Monastero dei benedettini di San Nicolò l’Arena, Catania

Il monastero dei benedettini di San Nicolò l’Arena di Catania nacque dall’esigenza di sicurezza e tranquillità del cenobio cassinese originario di Nicolosi. Incursioni di briganti e i capricci dell’Etna mettevano a continuo rischio la vita ritirata di questa ricca congregazione monastica.

Nel XVI secolo, Catania accolse con favore i monaci di Nicolosi, accordando loro il permesso di edificare il monastero all’interno delle mura cittadine, in quello che oggi è il centro storico della città della Sicilia.

Durante il XVII secolo, gli edifici del complesso monastico di San Nicolò l’Arena subirono le stesse travagliate sorti di tutta la città di Catania. Un’eruzione dell’Etna (1669) e un terremoto (1693) danneggiarono il monastero e la chiesa annessa. Le ristrutturazioni non mancarono di aggiungere fasto e spazi dal gusto barocco all’opera architettonica. Gli interventi architettonici si susseguirono per tutto il ‘700. Del 1769 è la realizzazione dell’esedra e dei tre palazzi che si affacciano sull’odierna piazza Dante.

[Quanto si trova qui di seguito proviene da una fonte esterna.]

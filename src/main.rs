//! flatdet - resample curved-detector projections onto a flat detector
//!
//! Reads a raw curved projection volume and a precomputed position table,
//! runs the resampling kernel and writes the flat projection volume.

use anyhow::{Context, Result};
use clap::Parser;
use std::path::PathBuf;
use std::time::Instant;
use tracing::{info, Level};
use tracing_subscriber::FmtSubscriber;

use flatdet::config::Config;
use flatdet::report::RunReport;
use flatdet::{io, resample_into, ColumnStats, ProjectionVolume, VolumeShape};

/// flatdet - curved to flat detector resampling
#[derive(Parser, Debug)]
#[command(author, version, about, long_about = None)]
struct Args {
    /// Curved projection volume (raw little-endian f32)
    #[arg(short, long)]
    input: PathBuf,

    /// Position table, one entry per flat column (raw little-endian f64)
    #[arg(short = 'p', long)]
    positions: PathBuf,

    /// Flat projection volume to write (raw little-endian f32)
    #[arg(short, long)]
    output: PathBuf,

    /// Number of projections in the input volume
    #[arg(long)]
    projections: usize,

    /// Number of detector rows per projection
    #[arg(long)]
    rows: usize,

    /// Number of curved detector columns
    #[arg(long)]
    columns: usize,

    /// Worker threads for the global pool (overrides config, 0 = all cores)
    #[arg(short, long)]
    threads: Option<usize>,

    /// Run on the calling thread only
    #[arg(long)]
    sequential: bool,

    /// Write a JSON run report next to the output
    #[arg(long)]
    report: bool,

    /// Configuration file path
    #[arg(short, long, default_value = "config.toml")]
    config: PathBuf,

    /// Enable verbose logging
    #[arg(short, long)]
    verbose: bool,
}

fn main() -> Result<()> {
    let args = Args::parse();

    // Initialize logging
    let log_level = if args.verbose { Level::DEBUG } else { Level::INFO };
    FmtSubscriber::builder()
        .with_max_level(log_level)
        .with_target(false)
        .compact()
        .init();

    info!("flatdet v{}", env!("CARGO_PKG_VERSION"));

    let mut config = Config::load_or_create(&args.config)?;

    // CLI flags override the config file
    if let Some(threads) = args.threads {
        config.resample.threads = threads;
    }
    if args.sequential {
        config.resample.parallel = false;
    }
    let write_report = args.report || config.io.write_report;
    config.resample.install_global_pool()?;
    let options = config.resample.to_options();

    let shape = VolumeShape::new(args.projections, args.rows, args.columns);
    let curved = io::read_volume(&args.input, shape)?;
    let positions = io::read_positions(&args.positions)?;

    let flat_shape = shape.with_columns(positions.len());
    let mut flat = ProjectionVolume::zeros(flat_shape)
        .with_context(|| format!("Cannot allocate flat volume {}", flat_shape))?;

    info!("Resampling {} -> {}", shape, flat_shape);
    let start = Instant::now();
    resample_into(
        curved.as_slice(),
        &positions,
        shape,
        flat.as_mut_slice(),
        &options,
    )
    .context("Resampling failed")?;
    let elapsed = start.elapsed();

    let stats = ColumnStats::from_positions(&positions, shape.columns);
    info!(
        "Resampled in {:.2} ms ({} left clamp, {} right clamp, {} interpolated)",
        elapsed.as_secs_f64() * 1000.0,
        stats.clamped_left,
        stats.clamped_right,
        stats.interpolated
    );

    io::write_volume(&args.output, &flat)?;

    if write_report {
        let report = RunReport::new(shape, positions.len(), stats, &options, elapsed);
        report.save(&args.output.with_extension("json"))?;
    }

    Ok(())
}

Nei secoli successivi, i monaci si occuparono delle decorazioni interne e della raccolta di un patrimonio artistico, librario e scientifico per il quale San Nicolò l’Arena divenne famoso in tutto il mondo.

Il chiostro di levante e il chiostro di marmo, i refettori, la biblioteca e il museo sono ambienti ricchi di arte, storia, cultura, fascino e suggestione. Elementi che gli hanno fatto guadagnare un posto nel patrimonio mondiale dell’Unesco.

Oggi, il monastero di San Nicolò l’Arena è sede dell’Università di Catania e può essere visitato grazie a visite guidate, workshop ed eventi.